Religion: A Way in Kiyosato

  • Share
  • Read Later

(2 of 2)

Faith Behind the Libraries. Paul Rusch now spends half his time in the U.S. getting more support for KEEP, and half his time in Japan supervising it. He has already spent half his lifetime there. A teacher of economics at St. Paul's until 1941, he refused to leave Japan on the eve of World War II, and was taken into custody after Pearl Harbor. Repatriated on the exchange ship Gripsholm in 1942 he joined the U.S. Army and eventually served as a lieutenant colonel on MacArthur's G-2 staff. While never a formally constituted missionary, he knows the Japanese as few missionaries do. He has realized that the Japanese, a naturally religious people, are happy to find a formal religious faith behind the free libraries and agricultural-improvement stations The two if taken together, make up a way of life. And, says Colonel Rusch "if Christianity is truly a way of life 'the people of Asia will follow it."

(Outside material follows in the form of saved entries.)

// ABOUTME: SQLite database implementation of the dashboard read contract
// ABOUTME: Creates tables on migrate and serves activity and count queries through sqlx
//
// SPDX-License-Identifier: MIT OR Apache-2.0
// Copyright (c) 2025 Pierre Fitness Intelligence

use super::{ActivityQuery, Collection, CountFilter, DatabaseProvider, EventRecord};
use crate::errors::{AppError, AppResult};
use crate::models::Activity;
use async_trait::async_trait;
use chrono::{DateTime, SecondsFormat, Utc};
use sqlx::sqlite::{SqlitePoolOptions, SqliteRow};
use sqlx::{Row, SqlitePool};
use tracing::{debug, info};
use uuid::Uuid;

/// `SQLite`-backed database
#[derive(Clone)]
pub struct SqliteDatabase {
    pool: SqlitePool,
}

impl SqliteDatabase {
    /// Connect to a `SQLite` database and run migrations
    ///
    /// File databases are created if missing. In-memory databases use a single
    /// connection so every query sees the same data.
    ///
    /// # Errors
    ///
    /// Returns an error if the connection or migrations fail
    pub async fn connect(database_url: &str) -> AppResult<Self> {
        let is_memory = database_url.contains(":memory:");
        let connection_url = if is_memory || database_url.contains('?') {
            database_url.to_owned()
        } else {
            format!("{database_url}?mode=rwc")
        };

        let pool = SqlitePoolOptions::new()
            .max_connections(if is_memory { 1 } else { 5 })
            .connect(&connection_url)
            .await
            .map_err(|e| {
                AppError::database(format!("Failed to connect to {database_url}")).with_source(e)
            })?;

        let db = Self { pool };
        db.migrate().await?;
        info!("SQLite database ready: {database_url}");
        Ok(db)
    }
}

fn db_error(context: &str, e: sqlx::Error) -> AppError {
    AppError::database(context.to_owned()).with_source(e)
}

fn encode_timestamp(ts: &DateTime<Utc>) -> String {
    ts.to_rfc3339_opts(SecondsFormat::Millis, true)
}

fn activity_from_row(row: &SqliteRow) -> AppResult<Activity> {
    let user_id: String = row.try_get("user_id").map_err(|e| db_error("user_id", e))?;
    let start_date: String = row
        .try_get("start_date")
        .map_err(|e| db_error("start_date", e))?;

    Ok(Activity {
        id: row.try_get("id").map_err(|e| db_error("id", e))?,
        user_id: Uuid::parse_str(&user_id)
            .map_err(|e| AppError::database(format!("Invalid activity user_id: {e}")))?,
        provider: row.try_get("provider").map_err(|e| db_error("provider", e))?,
        name: row.try_get("name").map_err(|e| db_error("name", e))?,
        sport_type: row
            .try_get("sport_type")
            .map_err(|e| db_error("sport_type", e))?,
        start_date: DateTime::parse_from_rfc3339(&start_date)
            .map_err(|e| AppError::database(format!("Invalid activity start_date: {e}")))?
            .with_timezone(&Utc),
        distance_meters: row
            .try_get("distance_meters")
            .map_err(|e| db_error("distance_meters", e))?,
        duration_seconds: row
            .try_get("duration_seconds")
            .map_err(|e| db_error("duration_seconds", e))?,
    })
}

const fn owner_column(collection: Collection) -> Option<&'static str> {
    match collection {
        Collection::Events => None,
        Collection::EventRegistrations => Some("user_id"),
    }
}

#[async_trait]
impl DatabaseProvider for SqliteDatabase {
    async fn migrate(&self) -> AppResult<()> {
        let statements = [
            r"
            CREATE TABLE IF NOT EXISTS activities (
                id TEXT NOT NULL,
                provider TEXT NOT NULL,
                user_id TEXT NOT NULL,
                name TEXT NOT NULL,
                sport_type TEXT NOT NULL,
                start_date TEXT NOT NULL,
                distance_meters REAL,
                duration_seconds INTEGER,
                PRIMARY KEY (provider, id)
            )
            ",
            "CREATE INDEX IF NOT EXISTS idx_activities_user_start ON activities(user_id, start_date DESC)",
            r"
            CREATE TABLE IF NOT EXISTS events (
                id TEXT PRIMARY KEY,
                title TEXT NOT NULL,
                created_at DATETIME NOT NULL DEFAULT CURRENT_TIMESTAMP
            )
            ",
            r"
            CREATE TABLE IF NOT EXISTS event_registrations (
                id INTEGER PRIMARY KEY AUTOINCREMENT,
                event_id TEXT NOT NULL REFERENCES events(id) ON DELETE CASCADE,
                user_id TEXT NOT NULL,
                created_at DATETIME NOT NULL DEFAULT CURRENT_TIMESTAMP,
                UNIQUE(event_id, user_id)
            )
            ",
            "CREATE INDEX IF NOT EXISTS idx_event_registrations_user ON event_registrations(user_id)",
        ];

        for statement in statements {
            sqlx::query(statement)
                .execute(&self.pool)
                .await
                .map_err(|e| db_error("Migration failed", e))?;
        }
        Ok(())
    }

    async fn select_activities(&self, query: &ActivityQuery) -> AppResult<Vec<Activity>> {
        let rows = sqlx::query(
            r"
            SELECT id, provider, user_id, name, sport_type, start_date,
                   distance_meters, duration_seconds
            FROM activities
            WHERE user_id = ?1
            ORDER BY start_date DESC
            LIMIT ?2
            ",
        )
        .bind(query.user_id.to_string())
        .bind(i64::from(query.limit))
        .fetch_all(&self.pool)
        .await
        .map_err(|e| db_error("Failed to load activities", e))?;

        debug!(user_id = %query.user_id, rows = rows.len(), "Loaded activities");
        rows.iter().map(activity_from_row).collect()
    }

    async fn count(&self, collection: Collection, filter: CountFilter) -> AppResult<i64> {
        let table = collection.table();
        let count = match filter {
            CountFilter::All => {
                let sql = format!("SELECT COUNT(*) FROM {table}");
                sqlx::query_scalar::<_, i64>(&sql)
                    .fetch_one(&self.pool)
                    .await
            }
            CountFilter::User(user_id) => {
                let column = owner_column(collection).ok_or_else(|| {
                    AppError::invalid_input(format!("{table} cannot be filtered by user"))
                })?;
                let sql = format!("SELECT COUNT(*) FROM {table} WHERE {column} = ?1");
                sqlx::query_scalar::<_, i64>(&sql)
                    .bind(user_id.to_string())
                    .fetch_one(&self.pool)
                    .await
            }
        };

        count.map_err(|e| db_error(&format!("Failed to count {table}"), e))
    }

    async fn upsert_activity(&self, activity: &Activity) -> AppResult<()> {
        sqlx::query(
            r"
            INSERT INTO activities (id, provider, user_id, name, sport_type, start_date,
                                    distance_meters, duration_seconds)
            VALUES (?1, ?2, ?3, ?4, ?5, ?6, ?7, ?8)
            ON CONFLICT(provider, id) DO UPDATE SET
                user_id = excluded.user_id,
                name = excluded.name,
                sport_type = excluded.sport_type,
                start_date = excluded.start_date,
                distance_meters = excluded.distance_meters,
                duration_seconds = excluded.duration_seconds
            ",
        )
        .bind(&activity.id)
        .bind(&activity.provider)
        .bind(activity.user_id.to_string())
        .bind(&activity.name)
        .bind(&activity.sport_type)
        .bind(encode_timestamp(&activity.start_date))
        .bind(activity.distance_meters)
        .bind(activity.duration_seconds)
        .execute(&self.pool)
        .await
        .map_err(|e| db_error("Failed to store activity", e))?;
        Ok(())
    }

    async fn create_event(&self, event: &EventRecord) -> AppResult<()> {
        sqlx::query("INSERT INTO events (id, title) VALUES (?1, ?2)")
            .bind(event.id.to_string())
            .bind(&event.title)
            .execute(&self.pool)
            .await
            .map_err(|e| db_error("Failed to create event", e))?;
        Ok(())
    }

    async fn register_for_event(&self, event_id: Uuid, user_id: Uuid) -> AppResult<()> {
        sqlx::query(
            "INSERT OR IGNORE INTO event_registrations (event_id, user_id) VALUES (?1, ?2)",
        )
        .bind(event_id.to_string())
        .bind(user_id.to_string())
        .execute(&self.pool)
        .await
        .map_err(|e| db_error("Failed to register for event", e))?;
        Ok(())
    }
}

*The Brotherhood of St. Andrew, which now has chapters in 14 countries, was founded in Chicago in 1883. It has two rules: 1) the Rule of Prayer, by which members pray daily for the spread of the Christian religion, and 2) the Rule of Service, by which each member tries to guide another into the church, following the example of St. Andrew, who brought St. Peter to Christ (John: 1:40-42).